OK, that's the answer you want. Here's the answer you need: you are
overwhelmingly unlikely to have scaling problems. Single servers are big-n-
beefy things, even single VPSes. Depending on what you're doing with it, a
single EC2 instance running a non-optimized LAMP stack can easily get you to
hundreds of thousands of users served, and/or millions of dollars of revenue.
The questions of a) where do I get hundreds of thousands of users? or b) how
do I convince businesses to pay $100k a month for my software? are of much
more immediate and pressing concern to you than how you would take that very
successful business to 10x or 100x its hypothetical size.

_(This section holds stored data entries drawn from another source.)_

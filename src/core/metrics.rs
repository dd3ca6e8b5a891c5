//! Router metrics for observability
//!
//! Counters describing how records fared on their way through a tee.

use std::sync::atomic::{AtomicU64, Ordering};

/// Metrics for sink fan-out
///
/// # Example
///
/// ```
/// use tee_logger::SinkMetrics;
///
/// let metrics = SinkMetrics::new();
///
/// metrics.record_written();
/// metrics.record_write_failure();
///
/// assert_eq!(metrics.records_written(), 1);
/// assert_eq!(metrics.write_failures(), 1);
/// ```
#[derive(Debug, Default)]
pub struct SinkMetrics {
    /// Records delivered to every enabled sink without error
    records_written: AtomicU64,

    /// Records where at least one sink failed or panicked
    write_failures: AtomicU64,

    /// Sync calls where at least one sink failed
    sync_failures: AtomicU64,
}

impl SinkMetrics {
    pub const fn new() -> Self {
        Self {
            records_written: AtomicU64::new(0),
            write_failures: AtomicU64::new(0),
            sync_failures: AtomicU64::new(0),
        }
    }

    #[inline]
    pub fn records_written(&self) -> u64 {
        self.records_written.load(Ordering::Relaxed)
    }

    #[inline]
    pub fn write_failures(&self) -> u64 {
        self.write_failures.load(Ordering::Relaxed)
    }

    #[inline]
    pub fn sync_failures(&self) -> u64 {
        self.sync_failures.load(Ordering::Relaxed)
    }

    #[inline]
    pub fn record_written(&self) {
        self.records_written.fetch_add(1, Ordering::Relaxed);
    }

    /// Returns the previous failure count
    #[inline]
    pub fn record_write_failure(&self) -> u64 {
        self.write_failures.fetch_add(1, Ordering::Relaxed)
    }

    #[inline]
    pub fn record_sync_failure(&self) {
        self.sync_failures.fetch_add(1, Ordering::Relaxed);
    }

    /// Percentage of records that hit at least one failing sink
    pub fn failure_rate(&self) -> f64 {
        let failed = self.write_failures();
        let total = failed + self.records_written();
        if total == 0 {
            0.0
        } else {
            (failed as f64 / total as f64) * 100.0
        }
    }
}
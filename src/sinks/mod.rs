//! Sink implementations

pub mod console;
pub mod remote;

pub use console::ConsoleSink;
pub use remote::{
    InMemoryTracker, RemoteTracker, RemoteTrackerSink, TrackerConfig, TrackerEvent,
    DEFAULT_FLUSH_TIMEOUT,
};

pub use crate::core::Sink;
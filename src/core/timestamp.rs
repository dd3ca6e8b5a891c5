//! Timestamp formatting utilities

use chrono::{DateTime, Utc};
use serde::{Deserialize, Serialize};

/// Timestamp format options for rendered lines
#[derive(Debug, Clone, Default, PartialEq, Eq, Serialize, Deserialize)]
pub enum TimestampFormat {
    /// Sortable millisecond form in UTC, without a zone designator:
    /// `2025-01-08T10:30:45.123`
    ///
    /// This is the console default; downstream scrapers rely on it.
    #[default]
    Millis,

    /// ISO 8601 with milliseconds and zone designator: `2025-01-08T10:30:45.123Z`
    Iso8601,

    /// RFC 3339 format: `2025-01-08T10:30:45.123456789+00:00`
    Rfc3339,

    /// Unix timestamp in milliseconds: `1736332245123`
    UnixMillis,

    /// Custom strftime format
    ///
    /// ```
    /// use tee_logger::TimestampFormat;
    ///
    /// let format = TimestampFormat::Custom("%d/%b/%Y:%H:%M:%S %z".to_string());
    /// ```
    Custom(String),
}

impl TimestampFormat {
    #[must_use]
    pub fn format(&self, datetime: &DateTime<Utc>) -> String {
        match self {
            TimestampFormat::Millis => datetime.format("%Y-%m-%dT%H:%M:%S%.3f").to_string(),
            TimestampFormat::Iso8601 => datetime.format("%Y-%m-%dT%H:%M:%S%.3fZ").to_string(),
            TimestampFormat::Rfc3339 => datetime.to_rfc3339(),
            TimestampFormat::UnixMillis => datetime.timestamp_millis().to_string(),
            TimestampFormat::Custom(format_str) => datetime.format(format_str).to_string(),
        }
    }
}
//! Logger configuration consumed from the host application

use super::level::Level;
use crate::encoder::ColorMode;
use serde::{Deserialize, Serialize};

/// Environment variable read by [`LoggerConfig::from_env`]
pub const LEVEL_ENV_VAR: &str = "LOG_LEVEL";

/// Options a host application hands to the logger.
///
/// Loading is left to the host; this type only describes the shape, so it
/// can be embedded in whatever configuration format the host uses.
///
/// ```
/// use tee_logger::{Level, LoggerConfig};
///
/// let config: LoggerConfig = serde_json::from_str(r#"{"level": "warn"}"#).unwrap();
/// assert_eq!(config.min_level(), Level::Warn);
/// ```
#[derive(Debug, Clone, PartialEq, Eq, Serialize, Deserialize)]
#[serde(default)]
pub struct LoggerConfig {
    /// One of `debug`, `info`, `warn`, `error`, `fatal`, `panic`; anything else means `debug`
    pub level: String,
    pub color: ColorMode,
    /// Makes `dpanic` records panic after being written
    pub development: bool,
}

impl Default for LoggerConfig {
    fn default() -> Self {
        Self {
            level: "debug".to_string(),
            color: ColorMode::Auto,
            development: false,
        }
    }
}

impl LoggerConfig {
    /// Defaults, with the level taken from `LOG_LEVEL` when set
    pub fn from_env() -> Self {
        let mut config = Self::default();
        if let Ok(level) = std::env::var(LEVEL_ENV_VAR) {
            config.level = level;
        }
        config
    }

    pub fn min_level(&self) -> Level {
        Level::from_config(&self.level)
    }
}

(Much like "I'm concerned my experience with managing a household budget will
not prepare me for the challenges posed by a 9 figure bank account after I
exit. How will I ever cope? Where can I learn about the tax challenges and
portfolio allocation strategies of the newly wealthy?" the obvious answer
sounds like "You'll hire someone to do that for you. Now, get closer to
exiting than 'Having no product and no users' and worry about being a hundred-
millionaire some other day.")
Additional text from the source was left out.